*YOUR INSTRUCTIONS:* Once the line containing "use crate::services::TokenService;" is found in the entries below, reproduce it and every line after it, stopping at and including the line containing "to create test"; reproduce nothing else, and keep each line exact.

--------------------

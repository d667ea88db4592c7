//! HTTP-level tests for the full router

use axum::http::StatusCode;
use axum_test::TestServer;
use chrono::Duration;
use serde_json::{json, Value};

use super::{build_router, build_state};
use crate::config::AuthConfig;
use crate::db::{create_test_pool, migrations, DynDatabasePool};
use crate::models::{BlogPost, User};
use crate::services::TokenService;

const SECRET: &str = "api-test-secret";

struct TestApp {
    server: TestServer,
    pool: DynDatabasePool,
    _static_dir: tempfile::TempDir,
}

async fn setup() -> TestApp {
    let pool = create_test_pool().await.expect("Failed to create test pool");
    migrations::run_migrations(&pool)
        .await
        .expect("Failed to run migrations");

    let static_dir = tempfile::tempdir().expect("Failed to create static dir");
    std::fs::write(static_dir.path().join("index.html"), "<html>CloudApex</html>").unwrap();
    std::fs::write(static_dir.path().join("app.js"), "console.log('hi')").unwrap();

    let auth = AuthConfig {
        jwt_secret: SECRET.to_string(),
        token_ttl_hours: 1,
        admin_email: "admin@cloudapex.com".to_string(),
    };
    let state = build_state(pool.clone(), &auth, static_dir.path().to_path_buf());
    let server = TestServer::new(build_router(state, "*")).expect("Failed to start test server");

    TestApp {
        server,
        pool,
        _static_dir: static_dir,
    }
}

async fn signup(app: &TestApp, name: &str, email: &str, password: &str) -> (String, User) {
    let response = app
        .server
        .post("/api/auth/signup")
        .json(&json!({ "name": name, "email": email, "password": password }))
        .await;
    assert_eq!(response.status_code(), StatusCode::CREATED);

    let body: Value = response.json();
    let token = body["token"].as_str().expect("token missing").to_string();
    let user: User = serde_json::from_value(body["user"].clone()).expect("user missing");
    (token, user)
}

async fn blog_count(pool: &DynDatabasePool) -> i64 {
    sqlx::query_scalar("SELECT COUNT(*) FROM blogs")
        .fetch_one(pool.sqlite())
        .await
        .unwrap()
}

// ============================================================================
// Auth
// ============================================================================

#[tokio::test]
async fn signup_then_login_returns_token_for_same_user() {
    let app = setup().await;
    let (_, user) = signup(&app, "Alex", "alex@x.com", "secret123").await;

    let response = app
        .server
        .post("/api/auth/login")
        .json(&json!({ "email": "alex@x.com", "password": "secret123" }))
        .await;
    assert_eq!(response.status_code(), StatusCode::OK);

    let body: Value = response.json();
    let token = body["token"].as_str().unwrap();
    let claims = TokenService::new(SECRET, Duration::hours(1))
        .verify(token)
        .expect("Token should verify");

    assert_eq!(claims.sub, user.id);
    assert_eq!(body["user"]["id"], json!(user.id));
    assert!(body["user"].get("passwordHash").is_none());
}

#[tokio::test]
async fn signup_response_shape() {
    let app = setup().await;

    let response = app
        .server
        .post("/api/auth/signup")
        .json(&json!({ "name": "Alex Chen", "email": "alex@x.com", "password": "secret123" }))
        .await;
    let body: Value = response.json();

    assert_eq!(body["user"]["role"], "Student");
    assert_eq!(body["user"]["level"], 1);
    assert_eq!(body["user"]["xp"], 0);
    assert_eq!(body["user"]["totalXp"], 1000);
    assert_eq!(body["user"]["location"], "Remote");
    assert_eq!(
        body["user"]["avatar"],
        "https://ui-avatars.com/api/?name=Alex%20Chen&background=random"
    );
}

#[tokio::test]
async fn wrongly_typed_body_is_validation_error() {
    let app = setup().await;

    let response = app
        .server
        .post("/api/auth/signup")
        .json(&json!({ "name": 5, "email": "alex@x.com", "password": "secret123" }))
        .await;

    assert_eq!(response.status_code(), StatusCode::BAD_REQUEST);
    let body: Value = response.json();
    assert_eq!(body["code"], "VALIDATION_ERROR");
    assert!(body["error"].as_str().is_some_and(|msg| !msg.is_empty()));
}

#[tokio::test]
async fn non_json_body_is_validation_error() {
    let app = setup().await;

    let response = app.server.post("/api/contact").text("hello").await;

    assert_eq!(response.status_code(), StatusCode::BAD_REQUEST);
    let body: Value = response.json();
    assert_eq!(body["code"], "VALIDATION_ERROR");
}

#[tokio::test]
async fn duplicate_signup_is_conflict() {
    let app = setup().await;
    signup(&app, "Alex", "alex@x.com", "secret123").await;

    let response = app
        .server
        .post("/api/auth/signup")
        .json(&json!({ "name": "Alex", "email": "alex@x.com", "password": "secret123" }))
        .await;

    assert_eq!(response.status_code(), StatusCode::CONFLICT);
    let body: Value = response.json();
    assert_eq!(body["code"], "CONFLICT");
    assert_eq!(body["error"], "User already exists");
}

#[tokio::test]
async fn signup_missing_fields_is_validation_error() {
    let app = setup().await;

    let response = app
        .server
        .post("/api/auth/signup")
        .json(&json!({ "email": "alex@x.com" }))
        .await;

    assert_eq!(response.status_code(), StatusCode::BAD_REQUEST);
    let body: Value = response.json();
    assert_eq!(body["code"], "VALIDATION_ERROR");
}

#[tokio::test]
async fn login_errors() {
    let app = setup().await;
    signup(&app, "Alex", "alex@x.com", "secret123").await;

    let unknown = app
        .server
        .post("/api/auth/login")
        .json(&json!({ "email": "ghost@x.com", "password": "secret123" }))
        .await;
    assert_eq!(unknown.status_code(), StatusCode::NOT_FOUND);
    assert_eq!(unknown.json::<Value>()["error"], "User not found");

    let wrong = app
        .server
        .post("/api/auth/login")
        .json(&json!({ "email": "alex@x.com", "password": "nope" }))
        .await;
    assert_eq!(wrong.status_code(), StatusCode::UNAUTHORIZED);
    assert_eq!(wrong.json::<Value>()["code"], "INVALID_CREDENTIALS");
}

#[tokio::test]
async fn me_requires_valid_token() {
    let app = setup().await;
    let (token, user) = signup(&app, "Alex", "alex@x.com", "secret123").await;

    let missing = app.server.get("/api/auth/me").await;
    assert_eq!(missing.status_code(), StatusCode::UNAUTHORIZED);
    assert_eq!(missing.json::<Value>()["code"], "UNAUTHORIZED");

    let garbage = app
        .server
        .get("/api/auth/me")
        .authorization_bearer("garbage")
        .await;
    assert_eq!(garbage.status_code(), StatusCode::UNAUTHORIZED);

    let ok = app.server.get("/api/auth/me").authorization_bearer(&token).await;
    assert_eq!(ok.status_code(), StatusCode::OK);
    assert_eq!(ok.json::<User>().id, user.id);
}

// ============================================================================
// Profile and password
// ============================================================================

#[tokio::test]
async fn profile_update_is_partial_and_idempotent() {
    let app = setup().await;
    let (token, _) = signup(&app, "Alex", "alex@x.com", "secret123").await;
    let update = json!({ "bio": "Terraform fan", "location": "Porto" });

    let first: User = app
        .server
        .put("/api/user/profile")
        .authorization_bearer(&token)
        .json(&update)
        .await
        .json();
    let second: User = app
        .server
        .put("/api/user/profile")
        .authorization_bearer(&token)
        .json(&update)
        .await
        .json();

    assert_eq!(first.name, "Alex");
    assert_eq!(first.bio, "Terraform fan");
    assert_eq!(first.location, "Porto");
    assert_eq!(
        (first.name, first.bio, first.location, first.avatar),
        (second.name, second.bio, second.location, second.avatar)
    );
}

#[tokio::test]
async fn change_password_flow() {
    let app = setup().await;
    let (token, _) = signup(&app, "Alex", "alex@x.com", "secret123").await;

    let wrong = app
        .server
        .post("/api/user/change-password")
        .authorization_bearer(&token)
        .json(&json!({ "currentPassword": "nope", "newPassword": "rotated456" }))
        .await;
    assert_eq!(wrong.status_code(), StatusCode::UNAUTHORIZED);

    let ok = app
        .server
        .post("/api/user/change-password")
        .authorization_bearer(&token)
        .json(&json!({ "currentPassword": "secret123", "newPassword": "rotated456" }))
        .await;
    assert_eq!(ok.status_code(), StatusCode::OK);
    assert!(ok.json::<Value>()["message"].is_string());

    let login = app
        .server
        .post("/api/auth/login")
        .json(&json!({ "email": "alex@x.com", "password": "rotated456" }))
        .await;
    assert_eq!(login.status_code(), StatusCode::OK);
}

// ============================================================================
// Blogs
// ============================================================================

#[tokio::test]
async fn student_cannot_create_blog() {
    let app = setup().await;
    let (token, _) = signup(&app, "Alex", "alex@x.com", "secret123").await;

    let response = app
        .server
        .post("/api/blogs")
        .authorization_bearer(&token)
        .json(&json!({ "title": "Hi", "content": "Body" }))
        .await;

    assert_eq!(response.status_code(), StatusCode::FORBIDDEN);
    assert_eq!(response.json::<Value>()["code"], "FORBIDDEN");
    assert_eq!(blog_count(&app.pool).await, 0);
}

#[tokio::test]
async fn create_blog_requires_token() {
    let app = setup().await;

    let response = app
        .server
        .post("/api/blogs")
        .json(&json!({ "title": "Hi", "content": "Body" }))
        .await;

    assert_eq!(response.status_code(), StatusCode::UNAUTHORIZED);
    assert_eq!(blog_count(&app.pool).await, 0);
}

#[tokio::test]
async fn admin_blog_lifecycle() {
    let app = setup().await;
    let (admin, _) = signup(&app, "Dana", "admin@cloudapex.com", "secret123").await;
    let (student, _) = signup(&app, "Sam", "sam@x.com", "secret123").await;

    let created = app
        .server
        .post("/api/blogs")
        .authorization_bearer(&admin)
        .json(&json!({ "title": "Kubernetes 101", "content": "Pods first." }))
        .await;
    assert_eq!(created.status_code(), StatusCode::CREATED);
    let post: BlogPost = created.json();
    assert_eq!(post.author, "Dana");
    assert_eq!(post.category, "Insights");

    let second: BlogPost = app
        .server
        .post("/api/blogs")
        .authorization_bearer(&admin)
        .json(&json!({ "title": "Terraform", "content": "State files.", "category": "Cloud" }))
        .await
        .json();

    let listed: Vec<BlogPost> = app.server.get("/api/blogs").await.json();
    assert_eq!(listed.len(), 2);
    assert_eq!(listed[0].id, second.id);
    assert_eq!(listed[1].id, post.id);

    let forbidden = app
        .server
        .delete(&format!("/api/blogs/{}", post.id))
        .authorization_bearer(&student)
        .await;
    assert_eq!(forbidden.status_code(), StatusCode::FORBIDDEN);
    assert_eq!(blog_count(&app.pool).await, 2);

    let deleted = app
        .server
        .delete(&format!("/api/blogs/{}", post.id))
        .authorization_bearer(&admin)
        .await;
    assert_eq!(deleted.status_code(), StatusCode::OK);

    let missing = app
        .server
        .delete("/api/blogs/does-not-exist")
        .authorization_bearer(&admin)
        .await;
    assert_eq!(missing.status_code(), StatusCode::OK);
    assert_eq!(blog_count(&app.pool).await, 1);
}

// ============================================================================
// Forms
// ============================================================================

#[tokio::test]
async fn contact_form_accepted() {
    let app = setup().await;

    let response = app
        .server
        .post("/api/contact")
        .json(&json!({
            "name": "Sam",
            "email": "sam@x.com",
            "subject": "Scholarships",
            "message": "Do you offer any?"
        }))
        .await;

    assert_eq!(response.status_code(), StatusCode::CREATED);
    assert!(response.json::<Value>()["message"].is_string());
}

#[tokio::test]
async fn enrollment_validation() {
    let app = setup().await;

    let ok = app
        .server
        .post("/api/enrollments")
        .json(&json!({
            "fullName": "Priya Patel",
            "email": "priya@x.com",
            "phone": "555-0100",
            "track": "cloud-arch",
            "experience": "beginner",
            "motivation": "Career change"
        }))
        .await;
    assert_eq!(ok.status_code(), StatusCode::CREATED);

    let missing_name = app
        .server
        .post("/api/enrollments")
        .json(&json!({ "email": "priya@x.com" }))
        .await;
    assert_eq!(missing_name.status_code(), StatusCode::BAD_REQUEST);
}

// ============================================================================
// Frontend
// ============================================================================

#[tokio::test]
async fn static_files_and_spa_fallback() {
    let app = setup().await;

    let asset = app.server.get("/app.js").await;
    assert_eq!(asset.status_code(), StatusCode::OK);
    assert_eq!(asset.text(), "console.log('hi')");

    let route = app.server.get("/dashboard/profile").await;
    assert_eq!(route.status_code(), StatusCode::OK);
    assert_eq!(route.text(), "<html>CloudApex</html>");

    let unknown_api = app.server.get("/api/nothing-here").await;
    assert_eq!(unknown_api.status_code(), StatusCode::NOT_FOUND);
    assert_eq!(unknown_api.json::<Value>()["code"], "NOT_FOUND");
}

--------------------

*ANSWER BOX:*
use crate::services::TokenService;

const SECRET: &str = "api-test-secret";

struct TestApp {
    server: TestServer,
    pool: DynDatabasePool,
    _static_dir: tempfile::TempDir,
}

async fn setup() -> TestApp {
    let pool = create_test_pool().await.expect("Failed to create test pool");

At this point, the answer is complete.